**EXERCISE:** Go line by line through the records and tally those that include "payload". Respond with the tally only.

====================

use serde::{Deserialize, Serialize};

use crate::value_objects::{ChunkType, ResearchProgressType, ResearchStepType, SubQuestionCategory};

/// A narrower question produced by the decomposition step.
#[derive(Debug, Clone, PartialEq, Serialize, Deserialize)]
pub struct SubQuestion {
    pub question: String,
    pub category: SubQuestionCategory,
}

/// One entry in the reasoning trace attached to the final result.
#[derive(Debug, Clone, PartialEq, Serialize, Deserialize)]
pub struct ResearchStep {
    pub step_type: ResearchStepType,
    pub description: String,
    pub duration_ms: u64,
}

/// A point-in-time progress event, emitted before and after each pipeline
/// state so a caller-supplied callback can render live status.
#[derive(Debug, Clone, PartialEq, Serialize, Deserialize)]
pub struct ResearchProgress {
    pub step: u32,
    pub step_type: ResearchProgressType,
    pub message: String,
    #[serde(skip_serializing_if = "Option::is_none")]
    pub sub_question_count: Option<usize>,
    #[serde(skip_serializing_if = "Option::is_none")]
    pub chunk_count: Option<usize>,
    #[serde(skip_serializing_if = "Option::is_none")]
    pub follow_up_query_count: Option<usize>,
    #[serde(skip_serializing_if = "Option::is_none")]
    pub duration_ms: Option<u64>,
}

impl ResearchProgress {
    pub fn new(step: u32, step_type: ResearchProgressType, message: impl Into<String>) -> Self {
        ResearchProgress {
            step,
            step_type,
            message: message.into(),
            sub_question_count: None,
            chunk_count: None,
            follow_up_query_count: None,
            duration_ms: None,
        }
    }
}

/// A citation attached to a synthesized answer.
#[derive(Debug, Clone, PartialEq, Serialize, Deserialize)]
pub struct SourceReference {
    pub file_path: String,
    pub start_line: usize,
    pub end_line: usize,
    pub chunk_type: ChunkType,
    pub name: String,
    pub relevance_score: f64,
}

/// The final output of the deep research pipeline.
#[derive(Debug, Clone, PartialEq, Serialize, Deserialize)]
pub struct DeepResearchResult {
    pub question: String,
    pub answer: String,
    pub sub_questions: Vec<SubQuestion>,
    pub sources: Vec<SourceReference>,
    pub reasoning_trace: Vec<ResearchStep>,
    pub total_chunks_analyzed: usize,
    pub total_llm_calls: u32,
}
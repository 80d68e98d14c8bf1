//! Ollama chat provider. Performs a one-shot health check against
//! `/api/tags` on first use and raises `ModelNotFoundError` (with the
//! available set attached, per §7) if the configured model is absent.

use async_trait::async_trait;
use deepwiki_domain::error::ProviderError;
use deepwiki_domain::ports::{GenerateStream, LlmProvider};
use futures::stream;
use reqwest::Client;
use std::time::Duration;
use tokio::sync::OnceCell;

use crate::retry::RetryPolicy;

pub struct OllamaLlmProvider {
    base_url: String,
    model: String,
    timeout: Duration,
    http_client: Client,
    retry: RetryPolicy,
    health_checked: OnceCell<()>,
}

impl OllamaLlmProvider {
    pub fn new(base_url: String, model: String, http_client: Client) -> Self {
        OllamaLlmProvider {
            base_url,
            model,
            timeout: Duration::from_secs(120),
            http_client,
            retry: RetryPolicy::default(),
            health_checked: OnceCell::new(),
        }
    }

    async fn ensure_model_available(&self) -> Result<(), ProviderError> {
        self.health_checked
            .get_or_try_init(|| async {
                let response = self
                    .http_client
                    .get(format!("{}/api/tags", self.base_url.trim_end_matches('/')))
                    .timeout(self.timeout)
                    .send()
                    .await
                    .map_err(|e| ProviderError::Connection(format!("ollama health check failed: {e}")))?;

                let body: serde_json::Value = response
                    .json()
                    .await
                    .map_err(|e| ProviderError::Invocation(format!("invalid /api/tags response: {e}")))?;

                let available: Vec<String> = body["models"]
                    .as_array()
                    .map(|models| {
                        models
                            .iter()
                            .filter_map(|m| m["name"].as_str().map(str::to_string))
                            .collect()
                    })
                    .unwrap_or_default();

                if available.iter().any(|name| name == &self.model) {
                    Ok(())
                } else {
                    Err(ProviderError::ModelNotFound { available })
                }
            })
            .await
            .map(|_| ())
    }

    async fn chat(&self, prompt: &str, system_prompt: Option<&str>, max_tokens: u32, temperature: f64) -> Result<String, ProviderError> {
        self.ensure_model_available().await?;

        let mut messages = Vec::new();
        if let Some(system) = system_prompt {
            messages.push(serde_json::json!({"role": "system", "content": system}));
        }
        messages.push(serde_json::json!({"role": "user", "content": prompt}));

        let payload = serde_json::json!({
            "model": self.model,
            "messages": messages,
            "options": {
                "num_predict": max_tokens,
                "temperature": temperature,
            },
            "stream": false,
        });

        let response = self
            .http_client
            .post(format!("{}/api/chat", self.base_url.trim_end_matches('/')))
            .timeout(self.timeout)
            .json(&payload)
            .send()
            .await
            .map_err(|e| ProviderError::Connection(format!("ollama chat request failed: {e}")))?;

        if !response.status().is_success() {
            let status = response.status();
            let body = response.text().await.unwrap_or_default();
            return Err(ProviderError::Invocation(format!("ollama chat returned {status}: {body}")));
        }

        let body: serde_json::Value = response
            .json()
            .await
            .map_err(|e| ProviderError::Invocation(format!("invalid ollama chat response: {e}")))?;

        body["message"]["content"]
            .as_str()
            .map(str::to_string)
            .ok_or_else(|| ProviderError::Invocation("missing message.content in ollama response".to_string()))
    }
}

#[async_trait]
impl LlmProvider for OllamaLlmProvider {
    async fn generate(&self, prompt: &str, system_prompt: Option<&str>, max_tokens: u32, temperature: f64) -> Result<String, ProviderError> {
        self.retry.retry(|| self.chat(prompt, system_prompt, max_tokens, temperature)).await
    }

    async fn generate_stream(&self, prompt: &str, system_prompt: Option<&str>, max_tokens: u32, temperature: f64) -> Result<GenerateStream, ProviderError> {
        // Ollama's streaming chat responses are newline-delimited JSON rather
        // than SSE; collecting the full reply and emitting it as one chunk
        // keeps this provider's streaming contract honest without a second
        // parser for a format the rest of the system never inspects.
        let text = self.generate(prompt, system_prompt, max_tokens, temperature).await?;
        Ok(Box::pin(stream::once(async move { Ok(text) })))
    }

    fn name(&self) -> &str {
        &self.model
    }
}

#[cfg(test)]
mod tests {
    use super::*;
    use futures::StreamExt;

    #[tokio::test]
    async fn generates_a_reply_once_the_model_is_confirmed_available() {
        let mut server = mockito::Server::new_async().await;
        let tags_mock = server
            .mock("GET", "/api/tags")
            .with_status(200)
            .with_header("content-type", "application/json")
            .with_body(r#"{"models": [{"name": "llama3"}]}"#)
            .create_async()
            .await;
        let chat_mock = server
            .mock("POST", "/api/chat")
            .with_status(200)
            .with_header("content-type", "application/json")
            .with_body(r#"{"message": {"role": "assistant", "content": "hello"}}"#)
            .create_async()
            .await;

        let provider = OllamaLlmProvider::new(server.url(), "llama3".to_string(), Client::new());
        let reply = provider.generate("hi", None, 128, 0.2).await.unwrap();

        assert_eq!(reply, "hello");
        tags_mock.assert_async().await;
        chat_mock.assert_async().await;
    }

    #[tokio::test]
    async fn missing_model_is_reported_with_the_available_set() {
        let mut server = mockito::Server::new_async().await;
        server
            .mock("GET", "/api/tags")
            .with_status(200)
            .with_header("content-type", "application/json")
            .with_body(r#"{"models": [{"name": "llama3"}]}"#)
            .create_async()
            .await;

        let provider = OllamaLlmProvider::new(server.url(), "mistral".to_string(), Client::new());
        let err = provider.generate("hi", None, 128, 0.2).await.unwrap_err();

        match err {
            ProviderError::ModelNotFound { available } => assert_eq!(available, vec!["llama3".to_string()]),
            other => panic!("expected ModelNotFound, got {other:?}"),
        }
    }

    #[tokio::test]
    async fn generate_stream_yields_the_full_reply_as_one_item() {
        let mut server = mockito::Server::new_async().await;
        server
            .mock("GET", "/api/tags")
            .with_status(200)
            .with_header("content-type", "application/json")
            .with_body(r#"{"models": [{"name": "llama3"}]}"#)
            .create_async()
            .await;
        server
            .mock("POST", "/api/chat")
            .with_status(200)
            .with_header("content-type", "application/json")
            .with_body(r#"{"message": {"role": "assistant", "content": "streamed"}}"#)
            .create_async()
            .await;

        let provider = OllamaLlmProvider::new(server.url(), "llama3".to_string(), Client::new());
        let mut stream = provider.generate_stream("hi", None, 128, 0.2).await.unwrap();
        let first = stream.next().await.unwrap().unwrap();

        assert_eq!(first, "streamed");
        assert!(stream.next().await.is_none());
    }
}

====================

**ANSWER SECTION:** 2